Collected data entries

==============================

//! Flatten structured query parameters into the wire form of Alibaba Cloud RPC APIs.
//!
//! - `{"a": {"b": 1}}` becomes `a.b=1`
//! - `{"ids": [1, 2, 3]}` becomes `ids=[1,2,3]`
//! - `{"Tag": [{"Key": "a"}]}` becomes `Tag.1.Key=a`

use serde_json::{Map, Value};
use std::collections::BTreeMap;

/// Flatten nested query parameters into a sorted map of dotted keys.
///
/// `null` values are dropped and empty objects contribute nothing.
pub fn flatten_query(query: &Map<String, Value>) -> BTreeMap<String, String> {
    let mut out = BTreeMap::new();
    for (key, value) in query {
        flatten_into(key.clone(), value, &mut out);
    }
    out
}

fn flatten_into(key: String, value: &Value, out: &mut BTreeMap<String, String>) {
    match value {
        Value::Null => {}
        Value::String(s) => {
            out.insert(key, s.clone());
        }
        // Numbers use their JSON text, so `1.0` stays `1.0`.
        Value::Bool(_) | Value::Number(_) => {
            out.insert(key, value.to_string());
        }
        Value::Object(map) => {
            for (k, v) in map {
                flatten_into(format!("{key}.{k}"), v, out);
            }
        }
        Value::Array(items) if items.iter().any(Value::is_object) => {
            for (idx, v) in items.iter().enumerate() {
                flatten_into(format!("{key}.{}", idx + 1), v, out);
            }
        }
        // Scalar lists travel as one JSON encoded value.
        Value::Array(_) => {
            out.insert(key, value.to_string());
        }
    }
}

==============================

▶ _Exercise_
Copy every line from the entries that contains the word "Array".

▶ _Task solution_
        Value::Array(items) if items.iter().any(Value::is_object) => {
        Value::Array(_) => {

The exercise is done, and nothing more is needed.